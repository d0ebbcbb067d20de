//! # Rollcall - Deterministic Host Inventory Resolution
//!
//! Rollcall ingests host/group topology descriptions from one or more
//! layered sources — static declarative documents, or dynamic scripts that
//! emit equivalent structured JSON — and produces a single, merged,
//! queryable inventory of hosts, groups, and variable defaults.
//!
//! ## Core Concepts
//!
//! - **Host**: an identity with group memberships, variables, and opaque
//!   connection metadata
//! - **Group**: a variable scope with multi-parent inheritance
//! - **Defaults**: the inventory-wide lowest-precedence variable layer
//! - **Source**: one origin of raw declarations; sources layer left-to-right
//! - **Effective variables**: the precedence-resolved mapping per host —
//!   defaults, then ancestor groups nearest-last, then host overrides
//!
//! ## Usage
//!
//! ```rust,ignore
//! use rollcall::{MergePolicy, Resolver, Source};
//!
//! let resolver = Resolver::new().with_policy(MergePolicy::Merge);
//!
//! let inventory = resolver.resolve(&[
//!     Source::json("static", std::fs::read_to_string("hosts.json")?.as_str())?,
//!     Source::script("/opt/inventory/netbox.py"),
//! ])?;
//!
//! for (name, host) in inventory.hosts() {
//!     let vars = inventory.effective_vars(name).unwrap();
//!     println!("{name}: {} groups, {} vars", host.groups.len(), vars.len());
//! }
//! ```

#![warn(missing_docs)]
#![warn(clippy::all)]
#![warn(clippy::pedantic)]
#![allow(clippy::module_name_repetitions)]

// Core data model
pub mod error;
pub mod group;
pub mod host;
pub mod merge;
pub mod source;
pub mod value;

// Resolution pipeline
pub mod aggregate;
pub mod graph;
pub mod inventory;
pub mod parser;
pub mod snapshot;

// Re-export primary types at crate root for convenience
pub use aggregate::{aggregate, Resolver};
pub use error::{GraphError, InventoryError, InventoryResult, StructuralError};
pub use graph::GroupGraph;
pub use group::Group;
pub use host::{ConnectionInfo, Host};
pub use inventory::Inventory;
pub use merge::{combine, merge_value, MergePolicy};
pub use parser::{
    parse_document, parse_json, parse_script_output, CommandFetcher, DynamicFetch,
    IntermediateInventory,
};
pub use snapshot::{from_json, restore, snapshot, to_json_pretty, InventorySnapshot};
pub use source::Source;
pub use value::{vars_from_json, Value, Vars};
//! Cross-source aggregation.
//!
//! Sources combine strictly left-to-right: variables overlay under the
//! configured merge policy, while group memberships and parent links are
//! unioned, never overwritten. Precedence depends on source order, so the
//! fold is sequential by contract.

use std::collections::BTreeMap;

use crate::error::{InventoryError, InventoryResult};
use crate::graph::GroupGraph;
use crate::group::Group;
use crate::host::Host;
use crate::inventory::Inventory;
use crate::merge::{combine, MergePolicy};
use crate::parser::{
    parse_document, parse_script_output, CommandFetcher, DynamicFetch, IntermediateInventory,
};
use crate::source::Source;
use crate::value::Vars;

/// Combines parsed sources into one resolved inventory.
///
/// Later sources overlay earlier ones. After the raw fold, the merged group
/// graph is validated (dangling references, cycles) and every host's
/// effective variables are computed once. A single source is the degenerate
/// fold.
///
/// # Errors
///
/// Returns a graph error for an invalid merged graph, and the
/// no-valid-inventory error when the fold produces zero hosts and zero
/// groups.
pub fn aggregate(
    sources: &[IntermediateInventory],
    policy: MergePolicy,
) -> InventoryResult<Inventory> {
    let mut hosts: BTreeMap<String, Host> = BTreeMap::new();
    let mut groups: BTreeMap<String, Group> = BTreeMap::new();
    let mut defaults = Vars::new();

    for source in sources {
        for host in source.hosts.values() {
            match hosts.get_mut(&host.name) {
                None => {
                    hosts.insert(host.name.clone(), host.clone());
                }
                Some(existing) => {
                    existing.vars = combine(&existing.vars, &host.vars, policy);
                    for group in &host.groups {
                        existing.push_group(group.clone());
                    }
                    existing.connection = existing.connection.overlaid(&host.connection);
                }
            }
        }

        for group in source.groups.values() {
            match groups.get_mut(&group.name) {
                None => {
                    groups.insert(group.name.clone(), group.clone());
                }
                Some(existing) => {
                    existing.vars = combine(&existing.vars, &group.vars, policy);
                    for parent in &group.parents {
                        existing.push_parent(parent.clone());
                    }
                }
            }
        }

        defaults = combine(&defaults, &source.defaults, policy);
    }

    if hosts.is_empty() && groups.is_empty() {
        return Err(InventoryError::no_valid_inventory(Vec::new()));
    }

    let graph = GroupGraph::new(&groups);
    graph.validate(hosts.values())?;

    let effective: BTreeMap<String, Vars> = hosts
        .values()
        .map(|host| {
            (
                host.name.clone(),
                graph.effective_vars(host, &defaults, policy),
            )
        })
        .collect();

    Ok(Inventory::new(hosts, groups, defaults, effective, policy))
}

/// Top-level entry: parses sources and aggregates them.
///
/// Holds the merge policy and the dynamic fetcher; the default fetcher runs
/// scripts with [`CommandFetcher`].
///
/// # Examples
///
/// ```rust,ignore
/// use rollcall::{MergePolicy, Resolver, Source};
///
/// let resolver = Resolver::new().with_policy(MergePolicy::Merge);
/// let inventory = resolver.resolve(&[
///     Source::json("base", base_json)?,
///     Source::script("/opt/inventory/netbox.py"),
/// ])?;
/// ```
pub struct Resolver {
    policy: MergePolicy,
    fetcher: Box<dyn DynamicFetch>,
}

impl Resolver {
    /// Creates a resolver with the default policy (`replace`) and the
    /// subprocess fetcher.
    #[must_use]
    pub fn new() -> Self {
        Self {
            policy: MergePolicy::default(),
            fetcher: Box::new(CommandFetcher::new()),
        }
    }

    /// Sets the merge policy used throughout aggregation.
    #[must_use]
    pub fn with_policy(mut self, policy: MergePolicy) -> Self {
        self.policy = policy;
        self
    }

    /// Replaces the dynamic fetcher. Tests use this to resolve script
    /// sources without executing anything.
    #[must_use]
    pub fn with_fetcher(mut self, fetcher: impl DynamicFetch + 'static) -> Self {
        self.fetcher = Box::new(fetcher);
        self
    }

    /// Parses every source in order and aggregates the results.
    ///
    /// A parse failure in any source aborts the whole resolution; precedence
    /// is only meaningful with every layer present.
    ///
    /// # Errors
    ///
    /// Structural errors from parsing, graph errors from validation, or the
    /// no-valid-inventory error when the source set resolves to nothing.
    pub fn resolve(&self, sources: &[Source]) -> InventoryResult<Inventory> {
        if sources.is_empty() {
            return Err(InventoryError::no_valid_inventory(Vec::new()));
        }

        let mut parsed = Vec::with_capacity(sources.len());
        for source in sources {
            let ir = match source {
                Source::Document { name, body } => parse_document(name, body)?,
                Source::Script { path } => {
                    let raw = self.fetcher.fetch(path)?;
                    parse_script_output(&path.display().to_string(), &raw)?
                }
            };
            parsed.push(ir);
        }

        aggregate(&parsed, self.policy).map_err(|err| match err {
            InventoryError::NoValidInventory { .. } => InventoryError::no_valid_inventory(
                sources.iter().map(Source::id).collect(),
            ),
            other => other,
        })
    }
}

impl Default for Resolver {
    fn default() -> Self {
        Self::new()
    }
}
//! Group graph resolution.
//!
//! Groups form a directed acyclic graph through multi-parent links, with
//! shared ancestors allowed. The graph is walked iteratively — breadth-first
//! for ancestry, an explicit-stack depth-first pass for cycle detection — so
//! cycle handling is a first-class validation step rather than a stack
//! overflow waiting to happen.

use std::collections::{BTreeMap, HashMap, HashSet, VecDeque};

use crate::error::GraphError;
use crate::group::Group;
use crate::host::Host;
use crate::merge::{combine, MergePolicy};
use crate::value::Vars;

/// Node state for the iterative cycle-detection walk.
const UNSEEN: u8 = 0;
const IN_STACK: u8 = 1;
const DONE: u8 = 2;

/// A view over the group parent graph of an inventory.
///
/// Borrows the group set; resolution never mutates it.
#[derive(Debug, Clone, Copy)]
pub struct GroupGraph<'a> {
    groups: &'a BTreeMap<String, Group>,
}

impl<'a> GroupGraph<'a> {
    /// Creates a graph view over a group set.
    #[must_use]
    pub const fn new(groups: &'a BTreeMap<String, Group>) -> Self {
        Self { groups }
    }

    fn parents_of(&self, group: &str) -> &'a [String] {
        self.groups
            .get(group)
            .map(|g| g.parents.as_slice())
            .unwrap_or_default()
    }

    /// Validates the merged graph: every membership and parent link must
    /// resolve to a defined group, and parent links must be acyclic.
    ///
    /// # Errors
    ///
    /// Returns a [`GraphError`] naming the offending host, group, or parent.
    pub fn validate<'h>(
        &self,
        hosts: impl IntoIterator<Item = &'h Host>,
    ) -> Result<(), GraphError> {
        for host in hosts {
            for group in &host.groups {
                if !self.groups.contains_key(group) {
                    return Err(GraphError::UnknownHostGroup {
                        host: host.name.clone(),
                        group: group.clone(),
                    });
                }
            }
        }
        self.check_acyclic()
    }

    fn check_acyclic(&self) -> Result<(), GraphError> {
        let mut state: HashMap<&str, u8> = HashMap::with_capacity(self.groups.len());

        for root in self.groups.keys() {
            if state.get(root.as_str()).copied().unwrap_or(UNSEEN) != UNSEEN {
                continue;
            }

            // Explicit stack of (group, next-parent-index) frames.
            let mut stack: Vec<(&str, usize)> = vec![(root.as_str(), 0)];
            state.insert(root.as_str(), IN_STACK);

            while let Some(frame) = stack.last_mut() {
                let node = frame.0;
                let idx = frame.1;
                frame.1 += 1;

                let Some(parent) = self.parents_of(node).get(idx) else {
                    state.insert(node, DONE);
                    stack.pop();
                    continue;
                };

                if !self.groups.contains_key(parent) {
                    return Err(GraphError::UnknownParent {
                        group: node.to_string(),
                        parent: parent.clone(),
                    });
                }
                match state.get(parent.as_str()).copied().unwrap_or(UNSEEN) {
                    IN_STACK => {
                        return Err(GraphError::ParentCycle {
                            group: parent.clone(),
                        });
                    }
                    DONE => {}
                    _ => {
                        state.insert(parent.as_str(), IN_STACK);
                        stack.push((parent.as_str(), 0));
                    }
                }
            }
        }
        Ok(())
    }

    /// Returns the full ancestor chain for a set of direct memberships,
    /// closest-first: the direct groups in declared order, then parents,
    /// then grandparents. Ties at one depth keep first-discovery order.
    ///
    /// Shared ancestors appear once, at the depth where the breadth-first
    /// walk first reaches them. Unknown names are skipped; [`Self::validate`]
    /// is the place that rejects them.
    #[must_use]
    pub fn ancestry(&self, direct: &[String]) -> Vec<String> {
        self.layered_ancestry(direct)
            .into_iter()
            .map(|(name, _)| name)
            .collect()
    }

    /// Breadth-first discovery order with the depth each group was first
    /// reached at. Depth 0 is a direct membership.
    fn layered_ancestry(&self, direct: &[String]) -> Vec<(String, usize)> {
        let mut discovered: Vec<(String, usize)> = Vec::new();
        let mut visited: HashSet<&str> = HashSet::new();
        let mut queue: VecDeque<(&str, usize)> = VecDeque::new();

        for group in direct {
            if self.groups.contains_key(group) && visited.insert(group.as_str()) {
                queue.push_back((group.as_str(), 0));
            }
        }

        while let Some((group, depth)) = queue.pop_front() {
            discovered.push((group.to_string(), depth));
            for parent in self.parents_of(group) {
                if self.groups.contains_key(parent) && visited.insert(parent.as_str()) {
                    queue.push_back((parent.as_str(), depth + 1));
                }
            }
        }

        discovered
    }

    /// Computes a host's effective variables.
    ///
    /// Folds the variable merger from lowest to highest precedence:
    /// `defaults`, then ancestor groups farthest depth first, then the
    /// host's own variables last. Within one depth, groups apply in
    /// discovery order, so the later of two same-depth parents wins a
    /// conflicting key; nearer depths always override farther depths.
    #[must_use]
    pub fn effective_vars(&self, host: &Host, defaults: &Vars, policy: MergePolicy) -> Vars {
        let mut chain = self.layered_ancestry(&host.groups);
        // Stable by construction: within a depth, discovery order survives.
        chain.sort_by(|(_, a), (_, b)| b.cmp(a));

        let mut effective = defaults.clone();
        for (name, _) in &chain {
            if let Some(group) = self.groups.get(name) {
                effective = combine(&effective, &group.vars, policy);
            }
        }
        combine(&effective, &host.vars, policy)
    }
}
+--
● **WHAT YOU WILL DO**
Everything from the line that contains "let mut effective = defaults.clone();" through the final line of the listing is to be restated word for word, and nothing more.

● **SOLVED EXERCISE**
        let mut effective = defaults.clone();
        for (name, _) in &chain {
            if let Some(group) = self.groups.get(name) {
                effective = combine(&effective, &group.vars, policy);
            }
        }
        combine(&effective, &host.vars, policy)
    }
}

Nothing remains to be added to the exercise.